##### Records for processing

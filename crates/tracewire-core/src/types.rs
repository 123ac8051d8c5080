//! Core types for the tracewire protocol
//!
//! Wire-level enumerations shared by the codec, the comm handler, and the
//! command processors. The numeric values are part of the host/device
//! interface and must not change between releases.

use serde::{Deserialize, Serialize};

// ----------------------------------------------------------------------------
// Protocol Version
// ----------------------------------------------------------------------------

/// Protocol version advertised by `GetInfo::GetProtocolVersion`
#[derive(Debug, Clone, Copy, PartialEq, Eq, Serialize, Deserialize)]
pub struct ProtocolVersion {
    pub major: u8,
    pub minor: u8,
}

/// The version implemented by this crate
pub const PROTOCOL_VERSION: ProtocolVersion = ProtocolVersion { major: 1, minor: 0 };

// ----------------------------------------------------------------------------
// Response Codes
// ----------------------------------------------------------------------------

/// Result byte carried by every response frame
#[derive(Debug, Clone, Copy, PartialEq, Eq, Serialize, Deserialize)]
#[repr(u8)]
pub enum ResponseCode {
    /// Request serviced in full
    Ok = 0,
    /// Malformed body: wrong length, reserved field nonzero, unknown enum
    InvalidRequest = 1,
    /// Command or subfunction not compiled into this build
    UnsupportedFeature = 2,
    /// The response would not fit the transmit buffer
    Overflow = 3,
    /// The request touched a protected address range
    Forbidden = 4,
    /// An internal precondition did not hold
    FailureToProceed = 5,
    /// A previous request is still being serviced
    Busy = 6,
}

impl ResponseCode {
    /// Convert from the raw wire byte
    pub fn from_u8(value: u8) -> Option<Self> {
        match value {
            0 => Some(ResponseCode::Ok),
            1 => Some(ResponseCode::InvalidRequest),
            2 => Some(ResponseCode::UnsupportedFeature),
            3 => Some(ResponseCode::Overflow),
            4 => Some(ResponseCode::Forbidden),
            5 => Some(ResponseCode::FailureToProceed),
            6 => Some(ResponseCode::Busy),
            _ => None,
        }
    }

    /// Raw wire byte
    pub fn as_u8(self) -> u8 {
        self as u8
    }

    pub fn is_ok(self) -> bool {
        self == ResponseCode::Ok
    }
}

// ----------------------------------------------------------------------------
// Commands
// ----------------------------------------------------------------------------

/// Top-level command groups
#[derive(Debug, Clone, Copy, PartialEq, Eq, Serialize, Deserialize)]
#[repr(u8)]
pub enum CommandId {
    GetInfo = 1,
    CommControl = 2,
    MemoryControl = 3,
    DataLogControl = 4,
    UserCommand = 5,
}

impl CommandId {
    pub fn from_u8(value: u8) -> Option<Self> {
        match value {
            1 => Some(CommandId::GetInfo),
            2 => Some(CommandId::CommControl),
            3 => Some(CommandId::MemoryControl),
            4 => Some(CommandId::DataLogControl),
            5 => Some(CommandId::UserCommand),
            _ => None,
        }
    }

    pub fn as_u8(self) -> u8 {
        self as u8
    }
}

/// Subfunctions of [`CommandId::GetInfo`]
#[derive(Debug, Clone, Copy, PartialEq, Eq)]
#[repr(u8)]
pub enum GetInfoSubfunction {
    ProtocolVersion = 1,
    SoftwareId = 2,
    SupportedFeatures = 3,
    SpecialRegionCount = 4,
    SpecialRegionLocation = 5,
}

impl GetInfoSubfunction {
    pub fn from_u8(value: u8) -> Option<Self> {
        match value {
            1 => Some(GetInfoSubfunction::ProtocolVersion),
            2 => Some(GetInfoSubfunction::SoftwareId),
            3 => Some(GetInfoSubfunction::SupportedFeatures),
            4 => Some(GetInfoSubfunction::SpecialRegionCount),
            5 => Some(GetInfoSubfunction::SpecialRegionLocation),
            _ => None,
        }
    }
}

/// Subfunctions of [`CommandId::CommControl`]
#[derive(Debug, Clone, Copy, PartialEq, Eq)]
#[repr(u8)]
pub enum CommControlSubfunction {
    Discover = 1,
    Heartbeat = 2,
    GetParams = 3,
}

impl CommControlSubfunction {
    pub fn from_u8(value: u8) -> Option<Self> {
        match value {
            1 => Some(CommControlSubfunction::Discover),
            2 => Some(CommControlSubfunction::Heartbeat),
            3 => Some(CommControlSubfunction::GetParams),
            _ => None,
        }
    }
}

/// Subfunctions of [`CommandId::MemoryControl`]
#[derive(Debug, Clone, Copy, PartialEq, Eq)]
#[repr(u8)]
pub enum MemoryControlSubfunction {
    Read = 1,
    Write = 2,
}

impl MemoryControlSubfunction {
    pub fn from_u8(value: u8) -> Option<Self> {
        match value {
            1 => Some(MemoryControlSubfunction::Read),
            2 => Some(MemoryControlSubfunction::Write),
            _ => None,
        }
    }
}

// ----------------------------------------------------------------------------
// Feature Flags
// ----------------------------------------------------------------------------

/// Bitfield returned by `GetInfo::GetSupportedFeatures`
#[derive(Debug, Clone, Copy, PartialEq, Eq, Serialize, Deserialize)]
pub struct FeatureFlags(u8);

impl FeatureFlags {
    pub const MEMORY_READ: Self = Self(0x01);
    pub const MEMORY_WRITE: Self = Self(0x02);
    pub const DATALOG: Self = Self(0x04);
    pub const USER_COMMAND: Self = Self(0x08);

    /// Create flags from the raw byte
    pub const fn new(value: u8) -> Self {
        Self(value)
    }

    /// Raw wire byte
    pub const fn as_u8(self) -> u8 {
        self.0
    }

    pub const fn has(self, flag: Self) -> bool {
        (self.0 & flag.0) != 0
    }

    /// The feature set compiled into this build
    pub fn advertised() -> Self {
        let mut bits = Self::MEMORY_READ.0 | Self::MEMORY_WRITE.0;
        if cfg!(feature = "datalog") {
            bits |= Self::DATALOG.0;
        }
        if cfg!(feature = "user-command") {
            bits |= Self::USER_COMMAND.0;
        }
        Self(bits)
    }
}

// ----------------------------------------------------------------------------
// Protected Region Kinds
// ----------------------------------------------------------------------------

/// Region table selector used by the special-region queries
#[derive(Debug, Clone, Copy, PartialEq, Eq, Serialize, Deserialize)]
#[repr(u8)]
pub enum RegionType {
    ReadOnly = 0,
    Forbidden = 1,
}

impl RegionType {
    pub fn from_u8(value: u8) -> Option<Self> {
        match value {
            0 => Some(RegionType::ReadOnly),
            1 => Some(RegionType::Forbidden),
            _ => None,
        }
    }

    pub fn as_u8(self) -> u8 {
        self as u8
    }
}

// ----------------------------------------------------------------------------
// Tests
// ----------------------------------------------------------------------------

##########

> _Assignment_
Using the records above, report each line with the string "DataLogControl".

> _Answer to this task_
    DataLogControl = 4,
            4 => Some(CommandId::DataLogControl),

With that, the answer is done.